L'utilisation de peptides plus sélectifs pourrait améliorer la précision du diagnostic grâce à ce système de détection. Au lieu de s'appuyer sur de vastes panels de peptides aux profils similaires, les médecins pourraient un jour utiliser des ensembles plus restreints, adaptés aux protéases les plus importantes pour un type de cancer donné. Ceci permettrait d'identifier de nouveaux biomarqueurs, de préciser les voies biologiques actives dans une tumeur et d'orienter des thérapies plus ciblées.
Vers des tests à domicile et des traitements plus intelligents
Le laboratoire de Bhatia participe à un projet fédéral ARPA-H visant à transformer cette technologie en un kit de diagnostic à domicile capable de détecter et de différencier jusqu'à 30 types de cancers à un stade précoce. Le principe consiste à analyser les profils d'activité protéasique à partir d'un simple test urinaire, grâce à des capteurs sensibles non seulement aux MMP, mais aussi à d'autres familles d'enzymes comme les sérine et cystéine protéases.
Au-delà du diagnostic, les peptides conçus par CleaveNet pourraient être intégrés aux traitements anticancéreux. Par exemple, un médicament pourrait être lié à un anticorps par un peptide de liaison clivé uniquement par les protéases présentes dans la tumeur. Ainsi, le médicament resterait inactif dans les tissus sains et serait libéré là où il est le plus nécessaire, ce qui pourrait potentiellement améliorer son efficacité et réduire ses effets secondaires.

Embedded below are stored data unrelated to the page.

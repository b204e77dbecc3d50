use std::time::Duration;

use tokio::io::AsyncWrite;
use tokio::sync::{mpsc, watch};
use tokio::time::{self, Instant, MissedTickBehavior};
use tokio_util::sync::CancellationToken;
use tracing::{debug, warn};

use crate::command::Command;

use super::sender::write_line;
use super::{report_end, SessionEnd, SharedWriter, Signal};

/// Periodic keep-alive probe and silence watchdog.
pub(super) struct Heartbeat<S> {
    pub(super) interval: Duration,
    pub(super) silence_timeout: Option<Duration>,
    pub(super) writer: SharedWriter<S>,
    pub(super) server: watch::Receiver<String>,
    pub(super) last_seen: watch::Receiver<Instant>,
    pub(super) signals: mpsc::UnboundedSender<Signal>,
    pub(super) ends: mpsc::Sender<SessionEnd>,
    pub(super) cancel: CancellationToken,
}

impl<S> Heartbeat<S>
where
    S: AsyncWrite,
{
    pub(super) async fn run(self) {
        if self.interval.is_zero() {
            debug!("heartbeat disabled");
            return;
        }

        let mut ticker = time::interval_at(Instant::now() + self.interval, self.interval);
        ticker.set_missed_tick_behavior(MissedTickBehavior::Delay);

        loop {
            tokio::select! {
                biased;
                _ = self.cancel.cancelled() => break,
                _ = ticker.tick() => {}
            }

            if let Some(idle) = self.silent_for() {
                warn!(?idle, "no data from server");
                report_end(&self.ends, SessionEnd::Silent(idle));
                break;
            }

            let server = self.server.borrow().clone();
            let result = tokio::select! {
                biased;
                _ = self.cancel.cancelled() => break,
                result = write_line(&self.writer, Command::Pong(server.clone())) => result,
            };

            let signal = match result {
                Ok(()) => Signal::HeartbeatSent { server },
                Err(e) => {
                    warn!(error = %e, "heartbeat write failed");
                    Signal::WriteFailed {
                        command: "pong",
                        reason: e.to_string(),
                    }
                }
            };
            if self.signals.send(signal).is_err() {
                break;
            }
        }
        debug!("heartbeat stopped");
    }

    /// How long the server has been quiet, if longer than allowed.
    fn silent_for(&self) -> Option<Duration> {
        let limit = self.silence_timeout?;
        let idle = self.last_seen.borrow().elapsed();
        (idle > limit).then_some(idle)
    }
}
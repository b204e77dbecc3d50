//! Outbound commands and their line rendering.

mod serialize;
mod types;

pub use self::types::{normalize_room, Command};
//! Session configuration.

use std::time::Duration;

/// Port used when neither a port nor TLS is configured.
pub const DEFAULT_PORT: u16 = 6667;
/// Port used when TLS is requested and no port is configured.
pub const DEFAULT_TLS_PORT: u16 = 6697;

/// Everything a [`Client`](crate::Client) needs to open a session.
#[derive(Clone, Debug, PartialEq, Eq)]
#[cfg_attr(feature = "serde", derive(serde::Serialize, serde::Deserialize))]
#[cfg_attr(feature = "serde", serde(default))]
pub struct ClientConfig {
    /// Server host name or address.
    pub host: String,
    /// Server port. Resolved by [`ClientConfig::port`] when unset.
    pub port: Option<u16>,
    /// Whether the caller wants an encrypted link.
    pub use_tls: bool,
    /// Nick to register with.
    pub nick: String,
    /// Server password. `PASS` is only sent when this is non-empty.
    pub password: Option<String>,
    /// Real-name field of `USER`.
    pub client_id: String,
    /// Upper bound on establishing the TCP connection.
    pub dial_timeout: Duration,
    /// Keep-alive probe period. Zero disables the heartbeat.
    pub heartbeat_interval: Duration,
    /// Close the session when nothing has been read for this long.
    pub silence_timeout: Option<Duration>,
    /// Bound of the outbound command queue.
    pub queue_capacity: usize,
}

impl Default for ClientConfig {
    fn default() -> Self {
        Self {
            host: "irc.libera.chat".to_string(),
            port: None,
            use_tls: false,
            nick: String::new(),
            password: None,
            client_id: env!("CARGO_PKG_NAME").to_string(),
            dial_timeout: Duration::from_secs(180),
            heartbeat_interval: Duration::from_secs(120),
            silence_timeout: Some(Duration::from_secs(300)),
            queue_capacity: 64,
        }
    }
}

impl ClientConfig {
    /// Defaults with the given nick and host.
    pub fn new(nick: impl Into<String>, host: impl Into<String>) -> Self {
        Self {
            nick: nick.into(),
            host: host.into(),
            ..Self::default()
        }
    }

    /// The configured port, or the default for the TLS setting.
    pub fn port(&self) -> u16 {
        match (self.port, self.use_tls) {
            (Some(port), _) => port,
            (None, true) => DEFAULT_TLS_PORT,
            (None, false) => DEFAULT_PORT,
        }
    }

    /// `host:port` as dialled.
    pub fn address(&self) -> String {
        format!("{}:{}", self.host, self.port())
    }

    /// Password to send, if any.
    pub fn password(&self) -> Option<&str> {
        self.password.as_deref().filter(|p| !p.is_empty())
    }
}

Les chercheurs entrevoient également des retombées scientifiques plus larges. En combinant des capteurs conçus par l'IA à des expériences à grande échelle portant sur de nombreux types de cancer, ils espèrent élaborer un « atlas complet de l'activité des protéases » qui cartographie le comportement de ces enzymes dans différentes maladies. Une telle ressource pourrait accélérer la recherche fondamentale en biologie du cancer et contribuer à affiner les futurs modèles d'IA pour la conception de peptides et de médicaments.
Pour l'instant, ces travaux restent au stade de la recherche et des tests supplémentaires seront nécessaires avant que les capteurs conçus par l'IA ne soient utilisés dans les cliniques ou les foyers. Mais cette étude laisse entrevoir un avenir où une petite coupure moléculaire invisible pourrait se transformer en un signal d'alarme précoce et vital.